Ben Lomond Business Revels in History

According to a historical inventory application, the Hessey House, aka the “pink house” at the southern entrance to Ben Lomond, is the oldest business/residence in the village.

The story of the building, built by Thomas Hessey after he moved to town in the 1890s, tells a fascinating tale about technological change, the fashion industry and women thriving in the business world.

“I felt very welcomed by this building when I first moved in,” said Burgundi Rose Thure, 59, who runs her custom-fabricated soft goods workshop, Sew Rose, out of the Victorian with gables and fish-scale shingles. “The energy has always felt really good to me here.”

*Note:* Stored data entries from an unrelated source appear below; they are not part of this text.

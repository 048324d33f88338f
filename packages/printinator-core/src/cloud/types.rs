//! Printer records returned by the cloud API.
//!
//! These are the cloud snapshots themselves: a successful poll replaces the
//! whole list, nothing is patched in place.

use chrono::{DateTime, Utc};
use serde::{Deserialize, Serialize};

/// Tanks are rated for this many layers.
pub const TANK_MAX_LAYERS: u32 = 75_000;
/// Tanks are rated for this many days after first use.
pub const TANK_MAX_DAYS: i64 = 250;

/// Status reported for a printer or a print run.
#[derive(Debug, Clone, Copy, Default, PartialEq, Eq, Serialize, Deserialize)]
#[serde(rename_all = "SCREAMING_SNAKE_CASE")]
pub enum PrintStatus {
    Printing,
    Finished,
    Idle,
    Aborted,
    Failed,
    Success,
    #[default]
    #[serde(other)]
    Unknown,
}

impl PrintStatus {
    pub fn as_str(&self) -> &'static str {
        match self {
            PrintStatus::Printing => "PRINTING",
            PrintStatus::Finished => "FINISHED",
            PrintStatus::Idle => "IDLE",
            PrintStatus::Aborted => "ABORTED",
            PrintStatus::Failed => "FAILED",
            PrintStatus::Success => "SUCCESS",
            PrintStatus::Unknown => "UNKNOWN",
        }
    }
}

impl std::fmt::Display for PrintStatus {
    fn fmt(&self, f: &mut std::fmt::Formatter<'_>) -> std::fmt::Result {
        f.write_str(self.as_str())
    }
}

#[derive(Debug, Clone, Serialize, Deserialize)]
pub struct CloudPrinter {
    pub serial: String,
    #[serde(default)]
    pub machine_type_id: String,
    #[serde(default)]
    pub total_print_time_ms: i64,
    #[serde(default)]
    pub total_number_of_prints: i64,
    pub printer_status: PrinterStatus,
    #[serde(default)]
    pub cartridge_status: Option<CartridgeStatus>,
    #[serde(default)]
    pub tank_status: Option<TankStatus>,
    #[serde(default)]
    pub group: Option<String>,
    #[serde(default)]
    pub previous_print_run: Option<PrintRun>,
}

impl CloudPrinter {
    pub fn status(&self) -> PrintStatus {
        self.printer_status.status
    }

    pub fn current_run(&self) -> Option<&PrintRun> {
        self.printer_status.current_print_run.as_ref()
    }

    /// The run in progress, or the last one if the printer is idle.
    pub fn latest_run(&self) -> Option<&PrintRun> {
        self.current_run().or(self.previous_print_run.as_ref())
    }

    /// Progress of the current run, if there is one.
    pub fn progress(&self) -> Option<f64> {
        self.current_run().map(PrintRun::progress)
    }
}

#[derive(Debug, Clone, Serialize, Deserialize)]
pub struct PrinterStatus {
    #[serde(default)]
    pub status: PrintStatus,
    #[serde(default)]
    pub current_print_run: Option<PrintRun>,
    #[serde(default, deserialize_with = "api_time::option")]
    pub last_modified: Option<DateTime<Utc>>,
    #[serde(default, deserialize_with = "api_time::option")]
    pub last_pinged_at: Option<DateTime<Utc>>,
    #[serde(default)]
    pub current_temperature: Option<f32>,
}

#[derive(Debug, Clone, Serialize, Deserialize)]
pub struct PrintRun {
    #[serde(default)]
    pub guid: String,
    #[serde(default)]
    pub name: String,
    #[serde(default)]
    pub status: PrintStatus,
    #[serde(default)]
    pub layer_count: u32,
    #[serde(default)]
    pub currently_printing_layer: u32,
    #[serde(default)]
    pub material: String,
    #[serde(default)]
    pub material_name: String,
    #[serde(default)]
    pub volume_ml: f32,
    #[serde(default)]
    pub probably_finished: bool,
    #[serde(default, deserialize_with = "api_time::option")]
    pub print_started_at: Option<DateTime<Utc>>,
    #[serde(default, deserialize_with = "api_time::option")]
    pub print_finished_at: Option<DateTime<Utc>>,
    #[serde(default, deserialize_with = "api_time::option")]
    pub created_at: Option<DateTime<Utc>>,
    #[serde(default)]
    pub estimated_duration_ms: Option<i64>,
    #[serde(default)]
    pub elapsed_duration_ms: Option<i64>,
    #[serde(default)]
    pub estimated_time_remaining_ms: Option<i64>,
    #[serde(default)]
    pub print_thumbnail: Option<PrintThumbnail>,
    #[serde(default)]
    pub print_run_success: Option<PrintRunSuccessVote>,
    #[serde(default)]
    pub message: Option<String>,
}

impl PrintRun {
    /// Fraction of layers printed, `0.0` for a run with no layers.
    pub fn progress(&self) -> f64 {
        if self.layer_count == 0 {
            return 0.0;
        }
        f64::from(self.currently_printing_layer) / f64::from(self.layer_count)
    }

    pub fn thumbnail_url(&self) -> Option<&str> {
        self.print_thumbnail.as_ref().map(|t| t.thumbnail.as_str())
    }

    /// The user's success vote overrides the reported run status.
    pub fn outcome(&self) -> PrintStatus {
        self.print_run_success
            .as_ref()
            .map(|vote| vote.print_run_success)
            .unwrap_or(self.status)
    }
}

#[derive(Debug, Clone, Serialize, Deserialize)]
pub struct PrintThumbnail {
    pub thumbnail: String,
}

#[derive(Debug, Clone, Serialize, Deserialize)]
pub struct PrintRunSuccessVote {
    #[serde(default)]
    pub print_run: String,
    #[serde(default)]
    pub print_run_success: PrintStatus,
    #[serde(default, deserialize_with = "api_time::option")]
    pub created_at: Option<DateTime<Utc>>,
}

#[derive(Debug, Clone, Serialize, Deserialize)]
pub struct CartridgeStatus {
    #[serde(default)]
    pub cartridge: Option<Cartridge>,
    #[serde(default)]
    pub cartridge_slot: Option<String>,
    #[serde(default, deserialize_with = "api_time::option")]
    pub last_modified: Option<DateTime<Utc>>,
}

#[derive(Debug, Clone, Serialize, Deserialize)]
pub struct Cartridge {
    pub serial: String,
    #[serde(default)]
    pub material: String,
    #[serde(default)]
    pub initial_volume_ml: f64,
    #[serde(default)]
    pub volume_dispensed_ml: f64,
    #[serde(default)]
    pub is_empty: bool,
    #[serde(default)]
    pub display_name: Option<String>,
    #[serde(default, deserialize_with = "api_time::option")]
    pub last_print_date: Option<DateTime<Utc>>,
}

impl Cartridge {
    pub fn remaining_ml(&self) -> f64 {
        (self.initial_volume_ml - self.volume_dispensed_ml).max(0.0)
    }
}

#[derive(Debug, Clone, Serialize, Deserialize)]
pub struct TankStatus {
    #[serde(default)]
    pub tank: Option<Tank>,
    #[serde(default, deserialize_with = "api_time::option")]
    pub last_modified: Option<DateTime<Utc>>,
}

#[derive(Debug, Clone, Serialize, Deserialize)]
pub struct Tank {
    pub serial: String,
    #[serde(default)]
    pub material: String,
    #[serde(default)]
    pub tank_type: String,
    #[serde(default)]
    pub layer_count: u32,
    #[serde(default)]
    pub layers_printed: u32,
    #[serde(default)]
    pub print_time_ms: i64,
    #[serde(default)]
    pub display_name: Option<String>,
    /// Arrives in a different format from every other timestamp, kept verbatim
    #[serde(default)]
    pub first_fill_date: Option<String>,
    #[serde(default, deserialize_with = "api_time::option")]
    pub created_at: Option<DateTime<Utc>>,
}

impl Tank {
    /// Fraction of the rated layer lifetime already used.
    pub fn layer_wear(&self) -> f64 {
        f64::from(self.layers_printed) / f64::from(TANK_MAX_LAYERS)
    }

    pub fn days_used(&self, now: DateTime<Utc>) -> Option<i64> {
        self.created_at.map(|created| (now - created).num_days())
    }

    /// Fraction of the rated day lifetime already used.
    pub fn day_wear(&self, now: DateTime<Utc>) -> Option<f64> {
        self.days_used(now)
            .map(|days| days.max(0) as f64 / TANK_MAX_DAYS as f64)
    }
}

/// Token grant response from `/o/token/`.
#[derive(Debug, Clone, Deserialize)]
pub struct TokenResponse {
    pub access_token: String,
    #[serde(default)]
    pub refresh_token: String,
    pub expires_in: i64,
    #[serde(default)]
    pub token_type: String,
    #[serde(default)]
    pub scope: String,
}

/// Timestamps look like `2021-02-23T07:33:31.403593-05:00`.
pub(crate) mod api_time {
    use chrono::{DateTime, Utc};
    use serde::{Deserialize, Deserializer};

    const FORMAT: &str = "%Y-%m-%dT%H:%M:%S%.f%:z";

    pub fn parse(value: &str) -> Option<DateTime<Utc>> {
        DateTime::parse_from_str(value, FORMAT)
            .or_else(|_| DateTime::parse_from_rfc3339(value))
            .ok()
            .map(|dt| dt.with_timezone(&Utc))
    }

    /// Unparsable timestamps become `None` rather than failing the record.
    pub fn option<'de, D>(deserializer: D) -> Result<Option<DateTime<Utc>>, D::Error>
    where
        D: Deserializer<'de>,
    {
        let raw: Option<String> = Option::deserialize(deserializer)?;
        Ok(raw.as_deref().and_then(|value| {
            let parsed = parse(value);
            if parsed.is_none() {
                tracing::debug!("Ignoring unparsable timestamp: {}", value);
            }
            parsed
        }))
    }
}
//! Background daemon mode
//!
//! Runs the fleet engine until SIGTERM/SIGINT and logs every change to the
//! fleet view. Intended to be supervised by systemd.

use anyhow::{Context, Result};
use printinator_core::config::AgentConfig;
use printinator_core::store::{self, CredentialStore};
use printinator_core::{FleetEngine, FleetView, StaticBrowser};
use std::sync::Arc;
use tokio_util::sync::CancellationToken;

/// Run the engine until a shutdown signal arrives
pub async fn run_daemon(config: AgentConfig) -> Result<()> {
    let backend = store::default_backend().context("Failed to open credential storage")?;
    let store = CredentialStore::open(backend);

    let creds = store.credentials();
    if creds.has_login() {
        tracing::info!("Cloud account: {}", creds.username);
    } else {
        tracing::warn!("No cloud login stored; only LAN printers will be polled");
    }

    tracing::info!(
        "Starting daemon: polling every {}s, {} known LAN printers, {} static hosts",
        config.cloud.poll_interval.as_secs(),
        store.devices().len(),
        config.lan.hosts.len()
    );

    let browser = Arc::new(StaticBrowser::new(config.lan.hosts.clone()));
    let engine = FleetEngine::new(config, store, browser).start();

    let shutdown = CancellationToken::new();
    setup_signal_handlers(shutdown.clone());

    let mut views = engine.subscribe();
    loop {
        tokio::select! {
            changed = views.changed() => {
                if changed.is_err() {
                    tracing::warn!("Fleet view closed, stopping daemon");
                    break;
                }
                let view = views.borrow_and_update().clone();
                log_view(&view);
            }
            _ = shutdown.cancelled() => {
                tracing::info!("Shutdown requested, stopping daemon");
                break;
            }
        }
    }

    engine.shutdown().await;
    tracing::info!("Daemon stopped");
    Ok(())
}

fn log_view(view: &FleetView) {
    let printing = view
        .cloud
        .iter()
        .filter(|p| p.current_run().is_some())
        .count();
    let paired = view.lan.iter().filter(|p| p.is_authenticated()).count();

    tracing::info!(
        "Fleet: {} cloud ({} printing), {} LAN ({} paired)",
        view.cloud.len(),
        printing,
        view.lan.len(),
        paired
    );
    for printer in view.cloud.iter() {
        if let Some(progress) = printer.progress() {
            tracing::debug!("  {} {} {:.0}%", printer.serial, printer.status(), progress * 100.0);
        }
    }
}

/// Cancel `shutdown` on Ctrl+C, or on SIGTERM/SIGINT on Unix
fn setup_signal_handlers(shutdown: CancellationToken) {
    #[cfg(unix)]
    {
        use tokio::signal::unix::{signal, SignalKind};

        for (kind, name) in [
            (SignalKind::terminate(), "SIGTERM"),
            (SignalKind::interrupt(), "SIGINT"),
        ] {
            let shutdown = shutdown.clone();
            match signal(kind) {
                Ok(mut stream) => {
                    tokio::spawn(async move {
                        stream.recv().await;
                        tracing::info!("Received {}", name);
                        shutdown.cancel();
                    });
                }
                Err(e) => tracing::error!("Failed to register {} handler: {}", name, e),
            }
        }
    }

    #[cfg(not(unix))]
    {
        tokio::spawn(async move {
            if tokio::signal::ctrl_c().await.is_ok() {
                tracing::info!("Received Ctrl+C");
                shutdown.cancel();
            }
        });
    }
}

The first floor of the building—where Thure has her hammers, pliers, spools and swatches, and JUKI and PFAFF sewing machines arranged—was once a meat market and mercantile. Then in the 1920s, it became a telephone office. The operator was even in charge of ringing Ben Lomond’s first fire siren.

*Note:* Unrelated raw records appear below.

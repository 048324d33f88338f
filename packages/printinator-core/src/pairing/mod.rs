//! Knob-press pairing against a printer's HTTP auth endpoint.
//!
//! The printer hands out an answer code, waits for someone to press the knob
//! on the device, then exchanges the resulting auth code for a JSON-RPC
//! access token. The token is stored against the device address.

use crate::config::{LanConfig, PairingConfig};
use crate::error::{FleetError, Result};
use crate::store::{CredentialStore, DeviceAddress};
use serde::Deserialize;
use std::time::Duration;
use tokio_util::sync::CancellationToken;

/// Where a pairing attempt currently is, for the user waiting at the printer.
#[derive(Debug, Clone, PartialEq)]
pub enum PairingProgress {
    RequestingAnswerCode,
    WaitingForKnob { attempt: u32, max_attempts: u32 },
    RequestingToken,
    Paired,
}

pub type ProgressCallback = Box<dyn Fn(PairingProgress) + Send + Sync>;

#[derive(Debug, Default, Deserialize)]
struct AuthResponse {
    #[serde(default)]
    answer: Option<String>,
    #[serde(default)]
    code: Option<String>,
    #[serde(default)]
    answer_code: Option<String>,
    #[serde(default)]
    access_token: Option<String>,
}

pub struct PairingFlow {
    http: reqwest::Client,
    store: CredentialStore,
    client_id: String,
    client_secret: String,
    auth_port: u16,
    poll_interval: Duration,
    max_attempts: u32,
    on_progress: Option<ProgressCallback>,
}

impl PairingFlow {
    pub fn new(lan: &LanConfig, pairing: &PairingConfig, store: CredentialStore) -> Self {
        let http = reqwest::Client::builder()
            .timeout(Duration::from_secs(10))
            .build()
            .unwrap_or_default();

        Self {
            http,
            store,
            client_id: lan.client_id.clone(),
            client_secret: lan.client_secret.clone(),
            auth_port: lan.auth_port,
            poll_interval: pairing.poll_interval,
            max_attempts: pairing.max_attempts,
            on_progress: None,
        }
    }

    pub fn with_progress(mut self, callback: impl Fn(PairingProgress) + Send + Sync + 'static) -> Self {
        self.on_progress = Some(Box::new(callback));
        self
    }

    fn report(&self, progress: PairingProgress) {
        if let Some(callback) = &self.on_progress {
            callback(progress);
        }
    }

    fn auth_url(&self, address: &DeviceAddress) -> String {
        format!("http://{}:{}/auth", address.host, self.auth_port)
    }

    /// Run all three steps and store the resulting token.
    pub async fn pair(&self, address: &DeviceAddress, cancel: &CancellationToken) -> Result<String> {
        tracing::info!("Pairing with {}", address);

        let answer_code = self.request_answer_code(address, cancel).await?;
        let code = self.poll_for_code(address, &answer_code, cancel).await?;
        let token = self.request_token(address, &code, cancel).await?;

        self.store.set_device_token(&address.key(), Some(&token));
        self.report(PairingProgress::Paired);
        tracing::info!("Paired with {}", address);
        Ok(token)
    }

    /// One auth request, abandoned as soon as `cancel` fires.
    async fn get(
        &self,
        address: &DeviceAddress,
        query: &[(&str, &str)],
        cancel: &CancellationToken,
    ) -> Result<AuthResponse> {
        tokio::select! {
            response = self.send(address, query) => response,
            _ = cancel.cancelled() => {
                tracing::info!("Pairing with {} cancelled", address);
                Err(FleetError::Cancelled)
            }
        }
    }

    async fn send(&self, address: &DeviceAddress, query: &[(&str, &str)]) -> Result<AuthResponse> {
        let response = self
            .http
            .get(self.auth_url(address))
            .query(&[
                ("client_id", self.client_id.as_str()),
                ("client_secret", self.client_secret.as_str()),
            ])
            .query(query)
            .send()
            .await?
            .error_for_status()?;

        Ok(response.json().await?)
    }

    /// Step one: ask the printer for an answer code.
    pub async fn request_answer_code(
        &self,
        address: &DeviceAddress,
        cancel: &CancellationToken,
    ) -> Result<String> {
        self.report(PairingProgress::RequestingAnswerCode);

        let response = self.get(address, &[("response_type", "code")], cancel).await?;
        match response.answer_code.filter(|c| !c.is_empty()) {
            Some(code) => Ok(code),
            None => Err(FleetError::protocol(
                "auth code",
                format!("{} returned no answer code", address),
            )),
        }
    }

    /// Step two: wait for the knob press. Sleeps before every attempt; a
    /// failed request counts as still waiting. Cancellation interrupts both
    /// the sleep and an in-flight request.
    pub async fn poll_for_code(
        &self,
        address: &DeviceAddress,
        answer_code: &str,
        cancel: &CancellationToken,
    ) -> Result<String> {
        for attempt in 1..=self.max_attempts {
            tokio::select! {
                _ = tokio::time::sleep(self.poll_interval) => {}
                _ = cancel.cancelled() => {
                    tracing::info!("Pairing with {} cancelled", address);
                    return Err(FleetError::Cancelled);
                }
            }

            self.report(PairingProgress::WaitingForKnob {
                attempt,
                max_attempts: self.max_attempts,
            });

            let query = [("response_type", "answer"), ("answer_code", answer_code)];
            match self.get(address, &query, cancel).await {
                Ok(AuthResponse {
                    answer: Some(_),
                    code: Some(code),
                    ..
                }) if !code.is_empty() => {
                    tracing::debug!("Knob pressed on {} after {} attempts", address, attempt);
                    return Ok(code);
                }
                Ok(_) => tracing::debug!("Waiting for knob press on {} ({})", address, attempt),
                Err(FleetError::Cancelled) => return Err(FleetError::Cancelled),
                Err(e) => tracing::debug!("Waiting for knob press on {}: {}", address, e),
            }
        }

        Err(FleetError::PairingTimeout {
            attempts: self.max_attempts,
        })
    }

    /// Step three: exchange the auth code for a JSON-RPC access token.
    pub async fn request_token(
        &self,
        address: &DeviceAddress,
        code: &str,
        cancel: &CancellationToken,
    ) -> Result<String> {
        self.report(PairingProgress::RequestingToken);

        let query = [
            ("response_type", "token"),
            ("context", "jsonrpc"),
            ("auth_code", code),
        ];
        let response = self.get(address, &query, cancel).await?;
        match response.access_token.filter(|t| !t.is_empty()) {
            Some(token) => Ok(token),
            None => Err(FleetError::protocol(
                "auth token",
                format!("{} returned no access token", address),
            )),
        }
    }
}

When the community introduced direct dialing, it rendered the older system obsolete. The building morphed into a photography operation, according to the paperwork, which sources its information from “A Field Guide to American Houses” by Virginia and Lee McAlester.

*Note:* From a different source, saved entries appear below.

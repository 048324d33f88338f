//! Printinator Core Library
//!
//! Keeps a live view of two printer fleets:
//! - Cloud printers behind the vendor's OAuth2-protected REST API
//! - LAN printers found through service discovery and queried over JSON-RPC
//!
//! Both sides produce whole snapshot lists that the [`fleet::FleetAggregator`]
//! merges into one observable [`FleetView`].
//!
//! # Features
//!
//! - `keyring-storage` (default): Keep credentials in the platform keyring
//! - `file-storage`: Keep credentials in a JSON file (for headless Linux)
//!
//! # Example
//!
//! ```no_run
//! use printinator_core::{config, discovery::StaticBrowser, store, FleetEngine};
//! use std::sync::Arc;
//!
//! #[tokio::main]
//! async fn main() -> anyhow::Result<()> {
//!     let config = config::load_config();
//!     let store = store::CredentialStore::open(store::default_backend()?);
//!     let browser = Arc::new(StaticBrowser::new(config.lan.hosts.clone()));
//!
//!     let engine = FleetEngine::new(config, store, browser).start();
//!     let mut views = engine.subscribe();
//!     while views.changed().await.is_ok() {
//!         println!("{} printers", views.borrow().len());
//!     }
//!     engine.shutdown().await;
//!     Ok(())
//! }
//! ```

pub mod cloud;
pub mod config;
pub mod debounce;
pub mod discovery;
pub mod error;
pub mod fleet;
pub mod lan;
pub mod pairing;
pub mod rpc;
pub mod scheduler;
pub mod store;

// Re-export commonly used types
pub use cloud::{CloudClient, CloudFleet, CloudPrinter, PrintStatus};
pub use config::{AgentConfig, ConfigSource};
pub use discovery::{DiscoveryAgent, ServiceBrowser, StaticBrowser};
pub use error::{FleetError, Result};
pub use fleet::{FleetAggregator, FleetView};
pub use lan::{LanFleet, LanPrinter};
pub use pairing::{PairingFlow, PairingProgress};
pub use scheduler::{EngineHandle, FleetEngine};
pub use store::{CredentialStore, DeviceAddress};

Thure takes particular comfort in the legacy of Fredda Carr and her camera shop. Across from a chair under reconstruction, she points to a yellowed newspaper clip of Carr in the space. Next to it hangs an old advertisement promoting her services.

“Here we are in this historic building, and this woman had this building for all these years,” she said, reflecting on the significance of the location—particularly during Women’s History Month. “It’s already happened here—a woman running her businesses and succeeding. I think she had a pretty good life. It’s nice to be part of a community.”

Thure grew up in Los Angeles, enamored with fashion. She was drawn to San Francisco and started a costume business in the 1980s.

“I’ve always said that I’m a soft sculpture artist,” she said. “I’m just using the medium of cloth and thread.”

Thure began creating garb for Renaissance Faire enthusiasts, then moved to Lompico in the late ’80s.

Working in set construction on the Matthew Broderick film “Out on a Limb,” filmed in Boulder Creek, opened a door to a world of possibility.

“It was a dumb movie, but it got me to make a slipcover for the set designer,” she said. “I went, ‘Wow, this is really cool.’”

Her mind was blown by the way one could transform a sad-looking chair into something much cheerier.

So, instead of diving headlong into the film industry trades, Thure established her business in 1993, and called it Sew Rose.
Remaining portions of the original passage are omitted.